No entanto, César Grácio considera “uma grande lacuna” a falta de apoio financeiro da administração central que apelida de “negligente” no que toca ao trabalho e o relevante papel que as bandas filarmónicas desempenham na dinâmica cultural do país, apesar dos apoios financeiros pontuais a que as associações culturais podem candidatar-se. “Não há um apoio continuado. É uma forma de matar as coletividades“ da área cultural.

No que toca à execução, as pessoas continuam a preocupar-se em apoiar a FUS e a sair à rua para ver a banda passar, com momentos de filmagem e de emoção por parte de quem assiste, refere o presidente.
Quanto ao futuro, já cumprido o principal objetivo da aquisição de sede própria, planeia sair da direção quando estiver paga, estimando um ano e meio para cumprir o empréstimo realizado para a compra. Confessa ambicionar ter na FUS “não uma Escola de Música mas uma Academia de Música.
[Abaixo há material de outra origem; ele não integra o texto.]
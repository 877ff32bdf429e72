//! Content checksums used by provenance headers and the history index.
//!
//! Checksums are always taken over raw bytes: the original fragment file for headers,
//! the committed blob for the history index. Both sides must agree on the algorithm,
//! so the algorithm travels with the digest as `<algorithm>:<hex digest>`.

use anyhow::{Context, Result};
use serde::{Deserialize, Serialize};
use sha2::{Digest, Sha256, Sha512};
use std::fmt;
use std::path::Path;
use std::str::FromStr;

use crate::core::WeaveError;

/// Supported hashing algorithms.
#[derive(
    Debug, Clone, Copy, Default, PartialEq, Eq, Hash, PartialOrd, Ord, Serialize, Deserialize,
)]
#[serde(rename_all = "lowercase")]
pub enum ChecksumAlgorithm {
    /// SHA-256, 64 hex characters
    #[default]
    Sha256,
    /// SHA-512, 128 hex characters
    Sha512,
}

impl ChecksumAlgorithm {
    /// Label used in headers and checksum strings.
    #[must_use]
    pub const fn name(self) -> &'static str {
        match self {
            Self::Sha256 => "sha256",
            Self::Sha512 => "sha512",
        }
    }

    /// Length of a hex-encoded digest.
    #[must_use]
    pub const fn hex_len(self) -> usize {
        match self {
            Self::Sha256 => 64,
            Self::Sha512 => 128,
        }
    }

    /// Hash `bytes` with this algorithm.
    #[must_use]
    pub fn digest(self, bytes: &[u8]) -> Checksum {
        let digest = match self {
            Self::Sha256 => hex::encode(Sha256::digest(bytes)),
            Self::Sha512 => hex::encode(Sha512::digest(bytes)),
        };
        Checksum {
            algorithm: self,
            digest,
        }
    }

    /// Whether `digest` is well-formed for this algorithm (lowercase hex, exact length).
    #[must_use]
    pub fn is_valid_digest(self, digest: &str) -> bool {
        digest.len() == self.hex_len()
            && digest.bytes().all(|b| b.is_ascii_digit() || (b'a'..=b'f').contains(&b))
    }
}

impl fmt::Display for ChecksumAlgorithm {
    fn fmt(&self, f: &mut fmt::Formatter<'_>) -> fmt::Result {
        f.write_str(self.name())
    }
}

impl FromStr for ChecksumAlgorithm {
    type Err = WeaveError;

    fn from_str(s: &str) -> std::result::Result<Self, Self::Err> {
        match s.to_ascii_lowercase().as_str() {
            "sha256" => Ok(Self::Sha256),
            "sha512" => Ok(Self::Sha512),
            other => Err(WeaveError::ConfigError {
                message: format!("Unsupported checksum algorithm '{other}' (expected sha256 or sha512)"),
            }),
        }
    }
}

/// A digest together with the algorithm that produced it.
///
/// # Examples
///
/// ```rust
/// use weave_cli::provenance::{Checksum, ChecksumAlgorithm};
///
/// let checksum = ChecksumAlgorithm::Sha256.digest(b"def doit():\n    return 1\n");
/// let parsed = Checksum::parse(&checksum.to_string(), ChecksumAlgorithm::Sha256).unwrap();
/// assert_eq!(parsed, checksum);
/// ```
#[derive(Debug, Clone, PartialEq, Eq, Hash, PartialOrd, Ord)]
pub struct Checksum {
    algorithm: ChecksumAlgorithm,
    digest: String,
}

impl Checksum {
    /// Build a checksum from parts, validating the digest.
    pub fn new(algorithm: ChecksumAlgorithm, digest: impl Into<String>) -> Result<Self> {
        let digest = digest.into();
        if !algorithm.is_valid_digest(&digest) {
            return Err(WeaveError::InvalidHeader {
                reason: format!(
                    "'{digest}' is not a {} digest ({} lowercase hex characters)",
                    algorithm,
                    algorithm.hex_len()
                ),
            }
            .into());
        }
        Ok(Self {
            algorithm,
            digest,
        })
    }

    /// Checksum of a file's bytes.
    pub fn of_file(algorithm: ChecksumAlgorithm, path: &Path) -> Result<Self> {
        let content = std::fs::read(path).with_context(|| {
            format!("Cannot read file for checksum calculation: {}", path.display())
        })?;
        Ok(algorithm.digest(&content))
    }

    /// Parse `<algorithm>:<digest>`, or a bare digest using `default_algorithm`.
    ///
    /// Uppercase hex is accepted and normalised.
    pub fn parse(input: &str, default_algorithm: ChecksumAlgorithm) -> Result<Self> {
        let input = input.trim();
        let (algorithm, digest) = match input.split_once(':') {
            Some((alg, digest)) => (alg.parse::<ChecksumAlgorithm>()?, digest),
            None => (default_algorithm, input),
        };
        Self::new(algorithm, digest.to_ascii_lowercase())
    }

    /// The algorithm that produced this digest.
    #[must_use]
    pub const fn algorithm(&self) -> ChecksumAlgorithm {
        self.algorithm
    }

    /// Hex digest without the algorithm prefix.
    #[must_use]
    pub fn digest(&self) -> &str {
        &self.digest
    }

    /// Whether `bytes` hash to this checksum.
    #[must_use]
    pub fn matches(&self, bytes: &[u8]) -> bool {
        self.algorithm.digest(bytes) == *self
    }
}

impl fmt::Display for Checksum {
    fn fmt(&self, f: &mut fmt::Formatter<'_>) -> fmt::Result {
        write!(f, "{}:{}", self.algorithm, self.digest)
    }
}

#[cfg(test)]
mod tests {
    use super::*;

    #[test]
    fn test_known_sha256_digest() {
        let checksum = ChecksumAlgorithm::Sha256.digest(b"hello");
        assert_eq!(
            checksum.to_string(),
            "sha256:2cf24dba5fb0a30e26e83b2ac5b9e29e1b161e5c1fa7425e73043362938b9824"
        );
    }

    #[test]
    fn test_sha512_length() {
        let checksum = ChecksumAlgorithm::Sha512.digest(b"hello");
        assert_eq!(checksum.digest().len(), 128);
        assert_eq!(checksum.algorithm(), ChecksumAlgorithm::Sha512);
    }

    #[test]
    fn test_parse_bare_digest_uses_default() {
        let digest = ChecksumAlgorithm::Sha256.digest(b"x").digest().to_uppercase();
        let parsed = Checksum::parse(&digest, ChecksumAlgorithm::Sha256).unwrap();
        assert_eq!(parsed, ChecksumAlgorithm::Sha256.digest(b"x"));
    }

    #[test]
    fn test_parse_rejects_wrong_length() {
        assert!(Checksum::parse("sha256:abcd", ChecksumAlgorithm::Sha256).is_err());
        assert!(Checksum::parse("md5:abcd", ChecksumAlgorithm::Sha256).is_err());
    }

    #[test]
    fn test_matches_binary_content() {
        let bytes = [0u8, 159, 146, 150, 255];
        let checksum = ChecksumAlgorithm::Sha256.digest(&bytes);
        assert!(checksum.matches(&bytes));
        assert!(!checksum.matches(b"other"));
    }

    #[test]
    fn test_of_file() {
        let dir = tempfile::tempdir().unwrap();
        let path = dir.path().join("frag.py");
        std::fs::write(&path, "X = 1\n").unwrap();
        let checksum = Checksum::of_file(ChecksumAlgorithm::Sha256, &path).unwrap();
        assert_eq!(checksum, ChecksumAlgorithm::Sha256.digest(b"X = 1\n"));
    }
}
Para isso é preciso criar condições”.
Mas para a relevância do papel da banda na comunidade conta “o espírito de grupo, os amigos, os momentos bons, as histórias que vivemos juntos. A FUS é uma família muito grande. Apoiamos e ajudamo-nos mutuamente”.
Contudo, César nota “uma pequena diferença” desde a pandemia, incluindo músicos com novas rotinas implementadas. “Está a voltar aos poucos” o espírito de união existente antes da covid-19.
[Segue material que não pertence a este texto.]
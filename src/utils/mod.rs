//! Cross-platform utilities
//!
//! - [`fs`] - atomic file writes and directory creation
//! - [`platform`] - git executable lookup and user path resolution
//! - [`progress`] - progress bars that respect `--no-progress`

pub mod fs;
pub mod platform;
pub mod progress;

pub use fs::{atomic_write, ensure_dir};
pub use platform::{get_git_command, get_home_dir, is_windows, resolve_path};
pub use progress::ProgressBar;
A Filarmónica União Sardoalense (FUS) completa este mês 160 anos de vida e as celebrações arrancaram na manhã de sábado, 6 de agosto, com uma arruada do Pelourinho ao cemitério e uma homenagem aos músicos e dirigentes falecidos. Depois do almoço convívio para sócios, amigos e simpatizantes da FUS, o Mercado Municipal foi palco de um concerto da FUS.
No domingo, dia 7, celebrou-se uma missa pela alma dos músicos e dirigentes falecidos.